Anime AI Waifu is an AI powered voice assistant with VTuber's model, that combines the charm of anime characters with cutting-edge technologies. This project is meant to create an engaging experience where you can interact with desired character in real-time without powerful hardware.
Features
🎤 Voice Interaction: Speak to your AI waifu and get instant (almost) responses.
Whisper - openai's paid speech recognition.
Google sr - free speech recognition alternative.
Console - if you don't want use microphone just type prompts with your keyboard.
🤖 AI Chatbot Integration: Conversations are powered by an AI chatbot, ensuring engaging and dynamic interactions.
Openai's 'gpt-3.5-turbo' or any other available model.
File with personality and behaviour description.
Remembers previous messages.
📢 Text-to-Speech: Hear your AI waifu's responses as she speaks back to you, creating an immersive experience.
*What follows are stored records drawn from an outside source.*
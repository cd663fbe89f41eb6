//! Shared runtime state for the ingestion pipeline and status interface.

use crate::sensors::DeviceStateStore;
use std::sync::Arc;
use std::sync::atomic::{AtomicU64, Ordering};

/// Process-wide count of successfully decoded messages.
///
/// Cloning yields another handle to the same counter. Reads never take the
/// device store lock.
#[derive(Debug, Clone, Default)]
pub struct EventCounter(Arc<AtomicU64>);

impl EventCounter {
    pub fn new() -> Self {
        Self::default()
    }

    /// Record one decoded message and return the new total.
    pub fn increment(&self) -> u64 {
        self.0.fetch_add(1, Ordering::SeqCst) + 1
    }

    pub fn get(&self) -> u64 {
        self.0.load(Ordering::SeqCst)
    }
}

/// State shared by the pipeline and every status observer.
#[derive(Debug, Default)]
pub struct MonitorContext {
    pub devices: Arc<DeviceStateStore>,
    pub counter: EventCounter,
}

impl MonitorContext {
    pub fn new() -> Arc<Self> {
        Arc::new(Self::default())
    }
}

#[cfg(test)]
mod tests {
    use super::*;

    #[test]
    fn test_counter_clones_share_value() {
        let counter = EventCounter::new();
        let reader = counter.clone();
        assert_eq!(reader.get(), 0);

        assert_eq!(counter.increment(), 1);
        assert_eq!(counter.increment(), 2);
        assert_eq!(reader.get(), 2);
    }

    #[test]
    fn test_concurrent_increments() {
        let counter = EventCounter::new();
        let handles: Vec<_> = (0..8)
            .map(|_| {
                let counter = counter.clone();
                std::thread::spawn(move || {
                    for _ in 0..1000 {
                        counter.increment();
                    }
                })
            })
            .collect();

        for handle in handles {
            handle.join().unwrap();
        }
        assert_eq!(counter.get(), 8000);
    }
}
Google tts - free and simple solution.
ElevenLabs - amazing results, tons of voices.
Console - get text responses in your console (but VTube model will be just idle).
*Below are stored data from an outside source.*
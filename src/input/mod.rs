//! Input sources feeding the ingestion pipeline.
//!
//! Current input sources:
//! - `mqtt`: BTHome motion sensors published through an MQTT broker

pub mod mqtt;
🌐 Integration with VTube Studio: Seamlessly connect your AI waifu to VTube Studio for an even more lifelike and visually engaging interaction.
Lipsync while talking.
Showcase
*Demonstration in real time without cutouts or speed up. This is real delay in answers.
Installation
To run this project, you need:
Install Python 3.10.5 if you don't already have it installed.
Clone the repository by running git clone https://github.com/JarikDem-Bot/ai-waifu.git
Install the required Python packages by running pip install -r requirements.txt in the project directory.
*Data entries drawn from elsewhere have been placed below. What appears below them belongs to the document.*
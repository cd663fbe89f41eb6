//! Rook: MQTT motion sensor watcher.
//!
//! Subscribes to BTHome motion sensor telemetry, sends an e-mail whenever a
//! sensor's motion state changes, and exposes a live message counter over
//! HTTP and WebSocket.

pub mod config;
pub mod context;
pub mod error;
pub mod input;
pub mod notify;
pub mod pipeline;
pub mod sensors;
pub mod status;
Create .env file inside the project directory and enter your API keys
Settings:
- Select `CABLE Output` as microphone. Select `Preview microphone audio` to hear waifu's answers
- Select input and output for `Mouth Open`. Optionally you can set "breathing" to get idle movents.
Select your required settings in main.py in waifu.initialize
Arguments:
- `user_input_service` (str) - the way to interact with Waifu
- `"whisper"` - OpenAI's whisper speech to text service; paid, requires OpanAi API key.
- `"google"` - free google speech to text service.
- `"console"` - type your promt in console with text (absoulutely free).
- `None` or unspecified - default value is `"whisper"`.
- `stt_duration` (float) - the maximum number of seconds that it will dynamically adjust the threshold for before returning. This value should be at least 0.5 in order to get a representative sample of the ambient noise. Default value is `0.5`.
- `mic_index` (int) - index of the device to use for audio input. If `None` or unspecified will use default microphone.
- `chatbot_service` (str) - service that will generate responses
- `"openai"` - OpenAI text generation servise; paid, requires OpanAi API key.
- `"test"` - returns prewritten message; used as dummy text for developement to reduce time and cost of testings.
- `None` or unspecified - default value is `"openai"`.
- `chatbot_model` (str) - model used for text generation. List of available models you can find [here](https://platform.openai.com/docs/models/overview). Default value is `"gpt-3.5-turbo"`.
- `chatbot_temperature` (float) - determines creativity of the generated text. A higher value leads to more creative result. A lower value leads to less creative and more similar results. Default value is `0.5`.
- `personality_file` (str) - relative path to txt file with waifu's description. Default value is `"personality.txt"`.
- `tts_service` (str) - service that "reads" Waifu's responses
- `"google"` - free Google's tts, voice feels very "robotic".
- `"elevenlabs"` - ElevenLabs tts with good quality; paid, requires ElevenLabs API key.
- `"console"` - output will be printed in console (free).
- `None` or unspecified - default value is `"google"`.
- `output_device` - (int) output device ID or (str) output device name substring. If VB-Cable is used, you need to find device, that will start with `CABLE Input (VB-Audio Virtual` using `sd.query_devices()` command.
- `tts_voice` (str) - ElevenLabs voice name. Default value is `"Elli"`.
- `tts_model` (str) - ElevenLabs model. Recommended values are `"eleven_monolingual_v1"` and `"eleven_multilingual_v1"`. Default value is `"eleven_monolingual_v1"`.
Run the project by executing python main.py in the project directory.
Depending on the selected input mode, program may send all recorded sounds or other data to the 3-rd parties such as: Google (stt, tts), OpenAI (stt, text generation), ElevenLabs (tts).